Exercise aim →
Within the listing that follows, state how many lines include the word "writes"; write only that number.
*** Data to examine ***
use std::io::ErrorKind;
use std::path::{Path, PathBuf};

use async_trait::async_trait;
use bytes::Bytes;
use futures::StreamExt;
use tokio::fs;
use tokio::io::AsyncWriteExt;
use tokio_util::io::ReaderStream;
use tracing::{debug, warn};

use shutter_blob::{BlobError, BlobStore, BlobStream};
use shutter_core::is_valid_id;

const TEMP_EXTENSION: &str = "tmp";

/// Blob store rooted at a local directory.
#[derive(Debug, Clone)]
pub struct FsBlobStore {
    root: PathBuf,
}

impl FsBlobStore {
    /// Create a store rooted at `root`. Directories are created lazily.
    pub fn new(root: impl Into<PathBuf>) -> Self {
        Self { root: root.into() }
    }

    /// Create a store and make sure its root directory exists.
    pub async fn open(root: impl Into<PathBuf>) -> Result<Self, BlobError> {
        let store = Self::new(root);
        fs::create_dir_all(&store.root).await?;
        Ok(store)
    }

    /// The root directory of this store.
    pub fn root(&self) -> &Path {
        &self.root
    }

    /// Filesystem path for a blob, or `None` if `id` is not a safe key.
    pub fn path_for(&self, id: &str) -> Option<PathBuf> {
        if !is_valid_id(id) {
            return None;
        }
        let shard = id.get(id.len().saturating_sub(2)..).unwrap_or(id);
        Some(self.root.join(shard).join(id))
    }

    /// Remove temporary files left behind by interrupted writes.
    ///
    /// Must not run while writes are in flight: it cannot tell a stale
    /// temporary from one that is being written. Returns the number of files
    /// removed.
    pub async fn sweep_temp_files(&self) -> Result<usize, BlobError> {
        if !fs::try_exists(&self.root).await? {
            return Ok(0);
        }

        let mut removed = 0;
        let mut shards = fs::read_dir(&self.root).await?;
        while let Some(shard) = shards.next_entry().await? {
            if !shard.file_type().await?.is_dir() {
                continue;
            }
            let mut entries = fs::read_dir(shard.path()).await?;
            while let Some(entry) = entries.next_entry().await? {
                let path = entry.path();
                if path.extension().is_some_and(|ext| ext == TEMP_EXTENSION) {
                    fs::remove_file(&path).await?;
                    debug!(path = %path.display(), "removed stale temporary blob");
                    removed += 1;
                }
            }
        }
        Ok(removed)
    }
}

fn not_found(id: &str, e: std::io::Error) -> BlobError {
    if e.kind() == ErrorKind::NotFound {
        BlobError::NotFound(id.to_owned())
    } else {
        BlobError::Io(e)
    }
}

async fn write_synced(path: &Path, data: &[u8]) -> std::io::Result<()> {
    let mut file = fs::OpenOptions::new()
        .write(true)
        .create_new(true)
        .open(path)
        .await?;
    file.write_all(data).await?;
    file.sync_all().await
}

#[async_trait]
impl BlobStore for FsBlobStore {
    async fn put(&self, id: &str, data: Bytes) -> Result<(), BlobError> {
        let path = self
            .path_for(id)
            .ok_or_else(|| BlobError::InvalidId(id.to_owned()))?;
        let shard_dir = path
            .parent()
            .ok_or_else(|| BlobError::InvalidId(id.to_owned()))?;
        fs::create_dir_all(shard_dir).await?;

        let temp = shard_dir.join(format!(
            "{id}.{}.{TEMP_EXTENSION}",
            uuid::Uuid::new_v4().simple()
        ));

        if let Err(e) = write_synced(&temp, &data).await {
            let _ = fs::remove_file(&temp).await;
            return Err(BlobError::Io(e));
        }

        // hard_link refuses to replace an existing name, unlike rename.
        let published = fs::hard_link(&temp, &path).await;
        if let Err(e) = fs::remove_file(&temp).await {
            warn!(path = %temp.display(), error = %e, "failed to remove temporary blob");
        }

        match published {
            Ok(()) => {
                debug!(id, size = data.len(), "blob written");
                Ok(())
            }
            Err(e) if e.kind() == ErrorKind::AlreadyExists => {
                Err(BlobError::AlreadyExists(id.to_owned()))
            }
            Err(e) => Err(BlobError::Io(e)),
        }
    }

    async fn get(&self, id: &str) -> Result<Bytes, BlobError> {
        let path = self
            .path_for(id)
            .ok_or_else(|| BlobError::NotFound(id.to_owned()))?;
        let data = fs::read(&path).await.map_err(|e| not_found(id, e))?;
        Ok(Bytes::from(data))
    }

    async fn open(&self, id: &str) -> Result<BlobStream, BlobError> {
        let path = self
            .path_for(id)
            .ok_or_else(|| BlobError::NotFound(id.to_owned()))?;
        let file = fs::File::open(&path).await.map_err(|e| not_found(id, e))?;
        Ok(ReaderStream::new(file).boxed())
    }

    async fn delete(&self, id: &str) -> Result<(), BlobError> {
        let path = self
            .path_for(id)
            .ok_or_else(|| BlobError::NotFound(id.to_owned()))?;
        fs::remove_file(&path).await.map_err(|e| not_found(id, e))?;
        debug!(id, "blob deleted");
        Ok(())
    }

    async fn exists(&self, id: &str) -> Result<bool, BlobError> {
        match self.path_for(id) {
            Some(path) => Ok(fs::try_exists(&path).await?),
            None => Ok(false),
        }
    }
}

#[cfg(test)]
mod tests {
    use std::sync::Arc;

    use super::*;

    fn temp_store() -> (tempfile::TempDir, FsBlobStore) {
        let dir = tempfile::tempdir().unwrap();
        let store = FsBlobStore::new(dir.path().join("blobs"));
        (dir, store)
    }

    async fn temp_files(store: &FsBlobStore) -> usize {
        let mut count = 0;
        let mut shards = fs::read_dir(store.root()).await.unwrap();
        while let Some(shard) = shards.next_entry().await.unwrap() {
            let mut entries = fs::read_dir(shard.path()).await.unwrap();
            while let Some(entry) = entries.next_entry().await.unwrap() {
                if entry.path().extension().is_some_and(|e| e == TEMP_EXTENSION) {
                    count += 1;
                }
            }
        }
        count
    }

    #[tokio::test]
    async fn conformance() {
        let (_dir, store) = temp_store();
        shutter_blob::testing::run_blob_conformance_tests(&store)
            .await
            .unwrap();
    }

    #[test]
    fn path_is_sharded_by_id_suffix() {
        let store = FsBlobStore::new("/data/blobs");
        let path = store
            .path_for("0190f3c2-7d1e-7a4b-9c55-2f4e8a1b3c9d")
            .unwrap();
        assert_eq!(
            path,
            PathBuf::from("/data/blobs/9d/0190f3c2-7d1e-7a4b-9c55-2f4e8a1b3c9d")
        );
        assert_eq!(store.path_for("x").unwrap(), PathBuf::from("/data/blobs/x/x"));
    }

    #[test]
    fn unsafe_ids_have_no_path() {
        let store = FsBlobStore::new("/data/blobs");
        assert!(store.path_for("../escape").is_none());
        assert!(store.path_for("a/b").is_none());
        assert!(store.path_for("").is_none());
    }

    #[tokio::test]
    async fn put_rejects_unsafe_id() {
        let (_dir, store) = temp_store();
        let err = store
            .put("../escape", Bytes::from_static(b"x"))
            .await
            .unwrap_err();
        assert!(matches!(err, BlobError::InvalidId(_)));
        assert!(store.get("../escape").await.unwrap_err().is_not_found());
        assert!(!store.exists("../escape").await.unwrap());
    }

    #[tokio::test]
    async fn put_leaves_no_temporary_files() {
        let (_dir, store) = temp_store();
        store.put("blob-a", Bytes::from_static(b"a")).await.unwrap();
        let _ = store.put("blob-a", Bytes::from_static(b"b")).await;
        assert_eq!(temp_files(&store).await, 0);
        let on_disk = std::fs::read(store.path_for("blob-a").unwrap()).unwrap();
        assert_eq!(on_disk, b"a");
    }

    #[tokio::test]
    async fn sweep_removes_stale_temporaries_only() {
        let (_dir, store) = temp_store();
        store.put("blob-keep", Bytes::from_static(b"keep")).await.unwrap();

        let shard = store.path_for("blob-keep").unwrap();
        let shard = shard.parent().unwrap();
        std::fs::write(shard.join("blob-gone.abc.tmp"), b"partial").unwrap();
        std::fs::write(shard.join("blob-gone.def.tmp"), b"partial").unwrap();

        assert_eq!(store.sweep_temp_files().await.unwrap(), 2);
        assert_eq!(temp_files(&store).await, 0);
        assert_eq!(store.get("blob-keep").await.unwrap().as_ref(), b"keep");
    }

    #[tokio::test]
    async fn sweep_on_missing_root_is_noop() {
        let (_dir, store) = temp_store();
        assert_eq!(store.sweep_temp_files().await.unwrap(), 0);
    }

    #[tokio::test]
    async fn open_creates_root() {
        let dir = tempfile::tempdir().unwrap();
        let root = dir.path().join("nested").join("blobs");
        let store = FsBlobStore::open(&root).await.unwrap();
        assert!(store.root().is_dir());
    }

    #[tokio::test(flavor = "multi_thread", worker_threads = 4)]
    async fn concurrent_put_same_id_admits_one_writer() {
        let (_dir, store) = temp_store();
        let store = Arc::new(store);
        let mut handles = Vec::new();
        for i in 0..8u8 {
            let store = Arc::clone(&store);
            handles.push(tokio::spawn(async move {
                store.put("contended", Bytes::from(vec![i; 4096])).await
            }));
        }

        let mut ok = 0;
        for handle in handles {
            match handle.await.unwrap() {
                Ok(()) => ok += 1,
                Err(BlobError::AlreadyExists(_)) => {}
                Err(e) => panic!("unexpected error: {e}"),
            }
        }
        assert_eq!(ok, 1);

        let data = store.get("contended").await.unwrap();
        assert_eq!(data.len(), 4096);
        assert!(data.iter().all(|b| *b == data[0]), "blob must not be mixed");
    }
}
*** End of Data to examine ***
Task output →
2